Well. At least it was all out in the open now.

Tuesday, December 6, 2016

Reformation: Chapter Seventeen

Notes: A little Cody perspective this time, because it turns out he can take care of himself, darn it. 

Title: Reformation: Chapter Seventeen

***

Chapter Seventeen



It didn’t take Cody long to realize that no one was going to work with him. Honestly, he shouldn’t have assumed otherwise. His grandma had made it clear that he was nothing to her, or worse than nothing—an interference she didn’t want to have to deal with. None of the mechanics even spoke to him, although he got plenty of sometimes-curious, sometimes-baleful glances.

Well, then. If he wasn’t going to be making any friends today, then he could work to accomplish his secondary objective. Multi-layered plans were a tactician’s greatest friend, and as much as Cody was learning at the Academy, he’d already sat at the hand of the master when it came to having a backup.

He grabbed one of the welding helmets from the wall, ignoring everyone like he knew exactly where he was going and what he was doing. He didn’t bother with the tool kit—Cody had a molecular repair wand in his own tool bag, which worked a hell of a lot better than the ones like this that burned—he sniffed—fossil fuels? Really? Wow. It was a wonder everyone on this ship didn’t have cancer.

Cody tucked the helmet over his head, covering up most of his hair—he’d thought about cutting it down to bristle-length a dozen times, but Ten liked it like this—and all of his face.
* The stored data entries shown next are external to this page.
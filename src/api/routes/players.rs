use axum::extract::{Query, State};
use axum::Json;
use serde::{Deserialize, Serialize};

use crate::api::state::AppState;
use crate::api::{ApiError, Pagination, PaginationMeta};
use crate::calculate::{
    filter_and_sort, LeaderboardQuery, PositionFilter, SortDirection, SortField,
};
use crate::models::PlayerStatLine;

#[derive(Debug, Deserialize)]
pub struct ListPlayersParams {
    pub search: Option<String>,
    pub position: Option<String>,
    pub sort: Option<String>,
    pub direction: Option<String>,
    pub page: Option<u32>,
    pub page_size: Option<u32>,
}

#[derive(Debug, Serialize)]
pub struct PlayerListResponse {
    pub players: Vec<PlayerStatLine>,
    pub sort: SortField,
    pub direction: SortDirection,
    pub pagination: PaginationMeta,
}

impl ListPlayersParams {
    /// Build the leaderboard query, falling back to the configured sort.
    fn to_query(
        &self,
        default_sort: SortField,
        default_direction: SortDirection,
    ) -> Result<LeaderboardQuery, ApiError> {
        let sort_field = match self.sort.as_deref() {
            Some(s) if !s.is_empty() => s.parse::<SortField>().map_err(ApiError::BadRequest)?,
            _ => default_sort,
        };
        let sort_direction = match self.direction.as_deref() {
            Some(d) if !d.is_empty() => {
                d.parse::<SortDirection>().map_err(ApiError::BadRequest)?
            }
            _ => default_direction,
        };
        let position_filter = match self.position.as_deref() {
            Some(p) => p.parse::<PositionFilter>().unwrap_or_default(),
            None => PositionFilter::All,
        };

        Ok(LeaderboardQuery {
            search_term: self.search.clone().unwrap_or_default(),
            position_filter,
            sort_field,
            sort_direction,
        })
    }
}

pub async fn list_players(
    State(state): State<AppState>,
    Query(params): Query<ListPlayersParams>,
) -> Result<Json<PlayerListResponse>, ApiError> {
    let settings = &state.config.leaderboard;
    let query = params.to_query(settings.default_sort, settings.default_direction)?;

    let dataset = state.dataset().await?;
    let rows = filter_and_sort(&dataset.players, &query);

    let pagination =
        Pagination::with_default_size(params.page, params.page_size, settings.page_size);
    let meta = PaginationMeta::new(&pagination, rows.len() as u32);
    let players = pagination
        .page_of(&rows)
        .iter()
        .map(|p| (*p).clone())
        .collect();

    Ok(Json(PlayerListResponse {
        players,
        sort: query.sort_field,
        direction: query.sort_direction,
        pagination: meta,
    }))
}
He knew he was still being watched but he ignored it, grabbing an apron to go with the helmet and putting it on before accessing his implant. His head ached a little, but the mapping function came up easily enough.

Location 1—name.

“Main hall for engineering,” he murmured. The designation appeared in his mind, a glowing blue dot right beneath his feet. “From main door, leftmost hall.” He started walking toward it, a thin line appearing in his mind, the first strand of his rudimentary map.
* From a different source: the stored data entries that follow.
//! Player statistics model.

use serde::{Deserialize, Serialize};

use super::PlayerId;

/// Team label shown for players without a roster spot.
pub const FREE_AGENT: &str = "Free Agent";

/// One player's flattened, fully-defaulted season line.
///
/// Per-game averages are plain averages; the three shooting percentages are
/// fractions in `0.0..=1.0`. Display layers scale them to percent.
#[derive(Debug, Clone, PartialEq, Serialize, Deserialize)]
pub struct PlayerStatLine {
    pub player_id: PlayerId,
    pub gamertag: String,
    pub position: Option<String>,

    /// Primary team (first roster entry), or [`FREE_AGENT`]
    pub team_name: String,
    pub team_logo_url: Option<String>,

    /// Every team the player is rostered on, in source order
    pub team_names: Vec<String>,

    /// Global leaderboard rank
    pub global_rank: Option<u32>,

    pub points_per_game: f64,
    pub assists_per_game: f64,
    pub rebounds_per_game: f64,
    pub steals_per_game: f64,
    pub blocks_per_game: f64,
    pub field_goal_percentage: f64,
    pub three_point_percentage: f64,
    pub free_throw_percentage: f64,
    pub games_played: u32,
    pub is_rookie: bool,
    pub overall_rating: f64,
}

impl PlayerStatLine {
    /// A zeroed stat line for an unrostered player.
    pub fn new(player_id: impl Into<PlayerId>, gamertag: impl Into<String>) -> Self {
        Self {
            player_id: player_id.into(),
            gamertag: gamertag.into(),
            position: None,
            team_name: FREE_AGENT.to_string(),
            team_logo_url: None,
            team_names: Vec::new(),
            global_rank: None,
            points_per_game: 0.0,
            assists_per_game: 0.0,
            rebounds_per_game: 0.0,
            steals_per_game: 0.0,
            blocks_per_game: 0.0,
            field_goal_percentage: 0.0,
            three_point_percentage: 0.0,
            free_throw_percentage: 0.0,
            games_played: 0,
            is_rookie: false,
            overall_rating: 0.0,
        }
    }

    /// Builder method to put the player on a team. The first team added becomes primary.
    pub fn with_team(mut self, team_name: impl Into<String>) -> Self {
        let name = team_name.into();
        if self.team_names.is_empty() {
            self.team_name = name.clone();
        }
        self.team_names.push(name);
        self
    }

    /// Builder method to set the position label.
    pub fn with_position(mut self, position: impl Into<String>) -> Self {
        self.position = Some(position.into());
        self
    }

    /// Whether the player has no roster spot.
    pub fn is_free_agent(&self) -> bool {
        self.team_names.is_empty()
    }
}
//! Standings order.

use std::cmp::Ordering;

use crate::models::{Match, Team, TeamRecord, TeamStanding};

use super::records::aggregate_record;

/// Wins descending, then point differential descending.
pub fn compare_records(a: &TeamRecord, b: &TeamRecord) -> Ordering {
    b.wins
        .cmp(&a.wins)
        .then_with(|| b.points_differential.cmp(&a.points_differential))
}

pub fn compare_teams(a: &TeamStanding, b: &TeamStanding) -> Ordering {
    compare_records(&a.record, &b.record)
}

/// Sort standings in place. Stable: exact ties keep input order.
pub fn rank_standings(standings: &mut [TeamStanding]) {
    standings.sort_by(compare_teams);
}

/// Aggregate every team's record and rank the result.
pub fn build_standings(teams: &[Team], matches: &[Match]) -> Vec<TeamStanding> {
    let mut standings: Vec<TeamStanding> = teams
        .iter()
        .map(|team| TeamStanding {
            team: team.clone(),
            record: aggregate_record(&team.id, matches),
        })
        .collect();
    rank_standings(&mut standings);
    standings
}

/// Teams by ranking points, highest first; teams without RP go last.
pub fn rank_by_ranking_points(teams: &[Team]) -> Vec<&Team> {
    let mut ranked: Vec<&Team> = teams.iter().collect();
    ranked.sort_by(|a, b| match (a.current_rp, b.current_rp) {
        (Some(a), Some(b)) => b.total_cmp(&a),
        (Some(_), None) => Ordering::Less,
        (None, Some(_)) => Ordering::Greater,
        (None, None) => Ordering::Equal,
    });
    ranked
}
“Hey!” someone called out. “Your girlfriend went the other way, Bound Boy!” Nice, Cody hadn’t heard that one before. He ignored the directions and the taunt, and continued until he hit the hall and started down it.

Location 1-a: leftmost hall.

“Good enough for now.” He walked on, slowly, taking note of interesting features and doors into other compartments. The farther he went, the fewer people noticed him, until after half an hour he was still walking and nobody he passed—and there weren’t many of them in this part of the ship—bothered him at all.

This corridor seemed to be fairly close to the hull, if the temperature readings Cody was getting were correct. He’d left the original ship behind a thousand steps ago, but whoever had grafted these two together, they’d done a good job. It helped that the ships were the same model—Parvathan Stars, his memory supplied, probably about three hundred years old—but there were some noticeable differences. He stopped occasionally to zip a few sections together that looked on the verge of falling apart, either due to poor maintenance, poor welding compound or just…rust.

Holy shit. Who knew that anything was made with metal that rusted in the space-traveling era? The big advantage of meta materials was that you didn’t have to worry about them breaking down like origin materials would, because they took care of each other’s weaknesses and enhanced each other’s strengths. So strange.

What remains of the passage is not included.